**Activity:** In the lines below, look for "before". Copy each line where it appears.

--- Data to use Enclosed Below ---

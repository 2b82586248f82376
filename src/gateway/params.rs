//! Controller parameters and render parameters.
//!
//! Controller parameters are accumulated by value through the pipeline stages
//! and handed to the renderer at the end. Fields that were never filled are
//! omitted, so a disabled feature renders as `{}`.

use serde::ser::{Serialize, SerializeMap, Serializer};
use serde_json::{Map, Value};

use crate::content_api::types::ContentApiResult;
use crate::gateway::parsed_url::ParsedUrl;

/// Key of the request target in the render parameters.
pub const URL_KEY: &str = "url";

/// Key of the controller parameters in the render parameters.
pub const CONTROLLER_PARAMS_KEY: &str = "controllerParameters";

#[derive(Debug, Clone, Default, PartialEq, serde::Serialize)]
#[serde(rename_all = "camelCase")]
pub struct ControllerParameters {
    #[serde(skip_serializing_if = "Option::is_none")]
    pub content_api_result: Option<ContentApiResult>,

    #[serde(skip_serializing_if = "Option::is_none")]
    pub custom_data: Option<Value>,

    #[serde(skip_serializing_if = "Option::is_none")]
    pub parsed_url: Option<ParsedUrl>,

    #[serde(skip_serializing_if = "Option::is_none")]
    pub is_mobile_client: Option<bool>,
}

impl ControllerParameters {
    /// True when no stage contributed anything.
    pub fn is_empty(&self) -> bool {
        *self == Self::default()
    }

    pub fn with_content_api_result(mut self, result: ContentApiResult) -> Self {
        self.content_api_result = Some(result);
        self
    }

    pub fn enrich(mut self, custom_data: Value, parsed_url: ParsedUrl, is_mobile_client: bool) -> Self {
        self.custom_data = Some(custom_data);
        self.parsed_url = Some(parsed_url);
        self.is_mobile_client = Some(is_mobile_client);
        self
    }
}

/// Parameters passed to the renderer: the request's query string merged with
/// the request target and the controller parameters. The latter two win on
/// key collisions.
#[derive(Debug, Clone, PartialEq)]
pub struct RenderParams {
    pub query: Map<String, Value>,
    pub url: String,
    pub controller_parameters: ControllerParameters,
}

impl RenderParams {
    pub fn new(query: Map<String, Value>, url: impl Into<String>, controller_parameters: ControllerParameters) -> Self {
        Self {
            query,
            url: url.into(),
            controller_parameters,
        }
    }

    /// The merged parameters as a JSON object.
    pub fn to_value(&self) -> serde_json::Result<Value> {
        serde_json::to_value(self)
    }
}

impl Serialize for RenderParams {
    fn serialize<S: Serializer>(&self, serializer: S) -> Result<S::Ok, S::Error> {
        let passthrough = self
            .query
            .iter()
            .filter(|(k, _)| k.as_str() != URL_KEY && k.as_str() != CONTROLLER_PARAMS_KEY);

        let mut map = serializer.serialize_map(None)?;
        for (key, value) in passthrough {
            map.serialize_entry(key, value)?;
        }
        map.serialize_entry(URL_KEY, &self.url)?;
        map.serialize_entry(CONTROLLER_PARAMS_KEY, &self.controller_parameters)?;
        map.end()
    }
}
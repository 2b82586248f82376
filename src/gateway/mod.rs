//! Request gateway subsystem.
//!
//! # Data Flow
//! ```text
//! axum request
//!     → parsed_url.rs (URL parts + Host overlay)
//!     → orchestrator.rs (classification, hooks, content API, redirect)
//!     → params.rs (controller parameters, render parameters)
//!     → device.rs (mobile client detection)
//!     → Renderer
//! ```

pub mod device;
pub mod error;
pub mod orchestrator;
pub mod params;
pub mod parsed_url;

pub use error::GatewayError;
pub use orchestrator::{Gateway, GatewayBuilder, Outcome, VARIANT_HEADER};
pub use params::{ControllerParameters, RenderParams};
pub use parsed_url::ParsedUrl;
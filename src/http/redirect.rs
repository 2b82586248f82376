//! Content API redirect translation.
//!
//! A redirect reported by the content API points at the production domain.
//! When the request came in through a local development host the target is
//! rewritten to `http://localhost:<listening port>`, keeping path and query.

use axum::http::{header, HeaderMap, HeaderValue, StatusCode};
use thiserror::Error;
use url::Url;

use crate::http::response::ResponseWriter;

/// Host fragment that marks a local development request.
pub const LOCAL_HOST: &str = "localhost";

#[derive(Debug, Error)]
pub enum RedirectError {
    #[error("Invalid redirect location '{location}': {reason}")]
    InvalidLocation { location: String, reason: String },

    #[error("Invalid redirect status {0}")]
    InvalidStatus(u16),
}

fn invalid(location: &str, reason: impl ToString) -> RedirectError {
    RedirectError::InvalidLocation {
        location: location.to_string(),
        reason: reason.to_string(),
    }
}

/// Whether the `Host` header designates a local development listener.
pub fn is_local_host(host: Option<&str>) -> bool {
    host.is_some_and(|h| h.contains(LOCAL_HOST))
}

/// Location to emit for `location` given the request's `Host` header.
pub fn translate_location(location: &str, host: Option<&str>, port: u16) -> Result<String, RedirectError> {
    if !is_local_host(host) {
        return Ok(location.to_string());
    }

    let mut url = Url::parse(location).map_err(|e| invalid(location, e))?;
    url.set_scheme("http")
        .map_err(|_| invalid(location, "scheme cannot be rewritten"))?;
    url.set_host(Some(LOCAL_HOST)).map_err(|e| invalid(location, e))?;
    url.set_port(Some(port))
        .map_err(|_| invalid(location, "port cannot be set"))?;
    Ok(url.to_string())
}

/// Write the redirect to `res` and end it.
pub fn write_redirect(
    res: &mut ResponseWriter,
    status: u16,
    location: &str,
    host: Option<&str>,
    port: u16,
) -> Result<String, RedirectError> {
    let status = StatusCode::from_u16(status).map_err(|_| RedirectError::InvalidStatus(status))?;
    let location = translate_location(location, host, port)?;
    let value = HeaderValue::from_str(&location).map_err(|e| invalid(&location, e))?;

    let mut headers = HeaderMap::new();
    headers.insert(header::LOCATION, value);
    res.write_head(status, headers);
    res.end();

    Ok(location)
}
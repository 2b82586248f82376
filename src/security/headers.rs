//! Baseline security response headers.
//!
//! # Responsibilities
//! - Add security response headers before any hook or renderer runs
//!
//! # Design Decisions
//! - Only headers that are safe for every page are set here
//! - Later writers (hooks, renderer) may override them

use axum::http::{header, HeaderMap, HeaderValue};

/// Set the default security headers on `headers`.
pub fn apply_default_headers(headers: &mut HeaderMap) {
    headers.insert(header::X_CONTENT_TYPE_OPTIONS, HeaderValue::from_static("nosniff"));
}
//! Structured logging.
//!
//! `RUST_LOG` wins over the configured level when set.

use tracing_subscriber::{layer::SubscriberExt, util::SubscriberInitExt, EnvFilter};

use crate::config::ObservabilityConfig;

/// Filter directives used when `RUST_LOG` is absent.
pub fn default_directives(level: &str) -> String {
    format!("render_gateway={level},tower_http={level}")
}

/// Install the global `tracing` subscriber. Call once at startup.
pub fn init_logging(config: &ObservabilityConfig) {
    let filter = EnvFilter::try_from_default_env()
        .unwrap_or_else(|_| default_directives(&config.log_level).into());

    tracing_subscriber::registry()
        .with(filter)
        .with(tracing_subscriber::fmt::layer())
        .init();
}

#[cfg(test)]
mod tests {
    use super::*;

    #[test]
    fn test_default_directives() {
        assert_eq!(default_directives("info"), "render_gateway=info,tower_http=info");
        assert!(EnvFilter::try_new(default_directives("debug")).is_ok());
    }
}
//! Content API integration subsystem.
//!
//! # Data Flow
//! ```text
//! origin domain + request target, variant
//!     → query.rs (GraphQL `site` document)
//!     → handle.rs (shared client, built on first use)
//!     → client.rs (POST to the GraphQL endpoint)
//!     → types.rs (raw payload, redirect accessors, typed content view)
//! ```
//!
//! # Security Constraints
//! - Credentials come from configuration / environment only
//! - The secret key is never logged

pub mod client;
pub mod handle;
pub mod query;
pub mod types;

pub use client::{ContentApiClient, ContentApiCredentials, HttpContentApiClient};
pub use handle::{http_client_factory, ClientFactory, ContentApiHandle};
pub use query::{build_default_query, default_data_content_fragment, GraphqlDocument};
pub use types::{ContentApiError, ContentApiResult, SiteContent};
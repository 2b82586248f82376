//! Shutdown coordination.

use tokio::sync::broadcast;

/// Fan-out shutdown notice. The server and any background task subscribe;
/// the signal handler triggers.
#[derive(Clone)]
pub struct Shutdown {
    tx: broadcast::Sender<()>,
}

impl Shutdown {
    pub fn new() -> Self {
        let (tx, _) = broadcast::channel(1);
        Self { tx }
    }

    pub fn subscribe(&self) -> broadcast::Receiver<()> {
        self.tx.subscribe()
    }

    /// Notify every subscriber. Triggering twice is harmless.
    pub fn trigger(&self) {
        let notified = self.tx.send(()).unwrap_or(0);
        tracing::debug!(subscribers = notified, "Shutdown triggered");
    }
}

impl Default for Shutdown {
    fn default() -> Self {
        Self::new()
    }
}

--- End of Enclosed Data to use ---
--- Data to use Enclosed Below ---

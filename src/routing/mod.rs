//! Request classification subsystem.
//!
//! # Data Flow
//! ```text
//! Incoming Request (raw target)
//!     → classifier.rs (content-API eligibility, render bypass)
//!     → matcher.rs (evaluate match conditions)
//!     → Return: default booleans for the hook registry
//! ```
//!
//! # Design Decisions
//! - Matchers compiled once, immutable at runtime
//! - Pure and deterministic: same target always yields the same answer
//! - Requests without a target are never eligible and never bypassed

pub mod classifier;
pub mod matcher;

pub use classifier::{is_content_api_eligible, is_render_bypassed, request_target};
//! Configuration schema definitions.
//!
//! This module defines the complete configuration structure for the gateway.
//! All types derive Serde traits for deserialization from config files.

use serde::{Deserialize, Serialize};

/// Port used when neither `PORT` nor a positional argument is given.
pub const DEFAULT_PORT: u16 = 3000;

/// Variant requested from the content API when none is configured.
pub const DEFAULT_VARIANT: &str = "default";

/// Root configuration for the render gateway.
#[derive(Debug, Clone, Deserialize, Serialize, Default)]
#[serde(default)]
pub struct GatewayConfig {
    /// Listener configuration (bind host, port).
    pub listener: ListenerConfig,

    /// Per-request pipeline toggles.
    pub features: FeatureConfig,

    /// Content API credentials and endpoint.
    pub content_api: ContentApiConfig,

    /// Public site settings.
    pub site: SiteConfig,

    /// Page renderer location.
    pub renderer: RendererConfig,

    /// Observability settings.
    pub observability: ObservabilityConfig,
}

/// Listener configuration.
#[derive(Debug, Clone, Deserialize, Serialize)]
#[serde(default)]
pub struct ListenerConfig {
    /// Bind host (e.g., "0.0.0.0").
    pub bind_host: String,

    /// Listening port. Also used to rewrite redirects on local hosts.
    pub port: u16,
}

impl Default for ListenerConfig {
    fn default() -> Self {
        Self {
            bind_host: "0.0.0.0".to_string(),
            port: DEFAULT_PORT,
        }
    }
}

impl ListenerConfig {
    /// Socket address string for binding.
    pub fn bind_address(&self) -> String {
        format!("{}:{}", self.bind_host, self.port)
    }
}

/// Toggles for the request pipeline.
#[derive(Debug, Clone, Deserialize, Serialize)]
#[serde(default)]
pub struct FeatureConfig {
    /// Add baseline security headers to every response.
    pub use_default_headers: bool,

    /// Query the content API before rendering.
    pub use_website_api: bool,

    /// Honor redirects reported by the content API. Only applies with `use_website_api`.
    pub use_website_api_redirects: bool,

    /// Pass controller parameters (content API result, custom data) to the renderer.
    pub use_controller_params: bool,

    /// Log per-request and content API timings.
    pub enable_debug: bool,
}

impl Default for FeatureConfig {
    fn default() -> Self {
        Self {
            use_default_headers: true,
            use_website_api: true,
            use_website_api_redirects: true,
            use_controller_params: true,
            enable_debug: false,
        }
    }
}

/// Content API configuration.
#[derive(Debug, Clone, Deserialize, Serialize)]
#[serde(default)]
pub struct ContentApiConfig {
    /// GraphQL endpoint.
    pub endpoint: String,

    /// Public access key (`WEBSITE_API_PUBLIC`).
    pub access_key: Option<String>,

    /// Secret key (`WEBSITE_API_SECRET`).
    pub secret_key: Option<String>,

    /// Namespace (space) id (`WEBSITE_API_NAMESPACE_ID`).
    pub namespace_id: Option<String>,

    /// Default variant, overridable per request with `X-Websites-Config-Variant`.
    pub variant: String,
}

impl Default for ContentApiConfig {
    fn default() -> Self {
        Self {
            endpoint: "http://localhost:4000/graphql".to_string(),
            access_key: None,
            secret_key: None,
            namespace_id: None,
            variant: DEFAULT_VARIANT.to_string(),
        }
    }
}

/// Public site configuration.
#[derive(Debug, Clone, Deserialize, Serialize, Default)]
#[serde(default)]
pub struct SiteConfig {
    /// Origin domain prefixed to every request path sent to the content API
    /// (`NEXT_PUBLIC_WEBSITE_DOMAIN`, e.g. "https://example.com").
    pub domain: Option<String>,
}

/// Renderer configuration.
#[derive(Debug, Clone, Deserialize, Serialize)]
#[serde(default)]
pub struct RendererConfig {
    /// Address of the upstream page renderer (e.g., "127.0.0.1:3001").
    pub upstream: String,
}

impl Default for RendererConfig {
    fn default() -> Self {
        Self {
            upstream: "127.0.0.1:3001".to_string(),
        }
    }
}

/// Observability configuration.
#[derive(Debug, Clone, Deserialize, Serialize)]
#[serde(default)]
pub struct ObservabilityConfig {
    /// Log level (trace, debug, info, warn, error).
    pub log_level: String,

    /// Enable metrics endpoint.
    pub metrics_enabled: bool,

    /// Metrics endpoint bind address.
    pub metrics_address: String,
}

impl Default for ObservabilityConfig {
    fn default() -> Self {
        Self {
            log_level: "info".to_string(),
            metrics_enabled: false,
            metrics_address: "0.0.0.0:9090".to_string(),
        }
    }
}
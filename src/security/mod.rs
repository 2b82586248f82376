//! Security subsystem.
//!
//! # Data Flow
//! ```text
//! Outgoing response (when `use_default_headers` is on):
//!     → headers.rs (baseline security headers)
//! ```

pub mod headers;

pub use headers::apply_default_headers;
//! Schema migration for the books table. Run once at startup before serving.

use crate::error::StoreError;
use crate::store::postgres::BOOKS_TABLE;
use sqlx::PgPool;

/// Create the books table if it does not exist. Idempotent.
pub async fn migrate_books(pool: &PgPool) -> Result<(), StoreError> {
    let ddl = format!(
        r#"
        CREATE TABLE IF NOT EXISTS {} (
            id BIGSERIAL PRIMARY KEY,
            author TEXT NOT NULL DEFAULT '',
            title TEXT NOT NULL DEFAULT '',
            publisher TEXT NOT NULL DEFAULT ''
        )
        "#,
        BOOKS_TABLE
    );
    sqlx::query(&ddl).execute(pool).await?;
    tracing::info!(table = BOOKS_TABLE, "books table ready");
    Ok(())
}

--- End of Enclosed Data to use ---

**Exercise solution:**
//! - Add security response headers before any hook or renderer runs
    /// Query the content API before rendering.
//! Schema migration for the books table. Run once at startup before serving.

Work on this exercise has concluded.